(AIM OF THE EXERCISE)
Provide only the number of lines in the records below that include "format".

[Saved entries]
%%

//! Drives an [`OtpWorkflow`] from terminal input until it succeeds or the
//! user gives up.

use bikego_email_otp::{OtpWorkflow, StepOutcome, WorkflowStep};
use std::io::Write;
use tokio::io::AsyncRead;
use tracing::debug;

use crate::console::Console;
use crate::CliError;

const QUIT: &str = "quit";

/// Runs the workflow to `Succeeded`.
///
/// Returns [`CliError::Aborted`] when input ends or the user types `quit`;
/// the workflow is cancelled in that case.
pub async fn drive<R, W>(workflow: &OtpWorkflow, console: &mut Console<R, W>) -> Result<(), CliError>
where
    R: AsyncRead + Unpin,
    W: Write,
{
    loop {
        let snapshot = workflow.snapshot();
        if let Some(message) = &snapshot.error_message {
            console.say(&format!("! {message}"))?;
        }

        let outcome = match snapshot.step {
            WorkflowStep::Succeeded => return Ok(()),
            WorkflowStep::Dispatching => {
                let label = "Press enter to send the code again, or type 'quit'";
                let Some(_) = answer(workflow, console, label).await? else {
                    return Err(CliError::Aborted);
                };
                workflow.dispatch().await
            }
            WorkflowStep::AwaitingCode => {
                let label = format!(
                    "Enter the {}-digit code sent to {} ('resend', 'quit')",
                    snapshot.code.len(),
                    workflow.identity()
                );
                let Some(line) = answer(workflow, console, &label).await? else {
                    return Err(CliError::Aborted);
                };
                if line == "resend" {
                    let outcome = workflow.resend().await;
                    match outcome {
                        StepOutcome::Accepted(_) => console.say("A new code is on its way.")?,
                        StepOutcome::Ignored => console.say(&format!(
                            "You can request a new code in {}.",
                            workflow.snapshot().resend_countdown()
                        ))?,
                        _ => {}
                    }
                    outcome
                } else if workflow.handle_paste(&line) {
                    workflow.submit_code().await
                } else {
                    console.say("Digits only, please.")?;
                    continue;
                }
            }
            WorkflowStep::AwaitingNewSecret => {
                let Some(secret) = answer(workflow, console, "New password ('back', 'quit')").await?
                else {
                    return Err(CliError::Aborted);
                };
                if secret == "back" {
                    workflow.back_to_code();
                    continue;
                }
                workflow.set_new_secret(secret);
                let Some(confirm) = answer(workflow, console, "Confirm new password").await? else {
                    return Err(CliError::Aborted);
                };
                workflow.set_confirm_secret(confirm);
                workflow.submit_new_secret().await
            }
        };

        debug!(workflow_id = %workflow.id(), step = %workflow.step(), "terminal action handled");
        if outcome == StepOutcome::Discarded {
            return Err(CliError::Aborted);
        }
    }
}

async fn answer<R, W>(
    workflow: &OtpWorkflow,
    console: &mut Console<R, W>,
    label: &str,
) -> Result<Option<String>, CliError>
where
    R: AsyncRead + Unpin,
    W: Write,
{
    match console.ask(label).await? {
        Some(line) if line != QUIT => Ok(Some(line)),
        _ => {
            workflow.cancel();
            Ok(None)
        }
    }
}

%%

(OUTPUT FOR THIS TASK)
3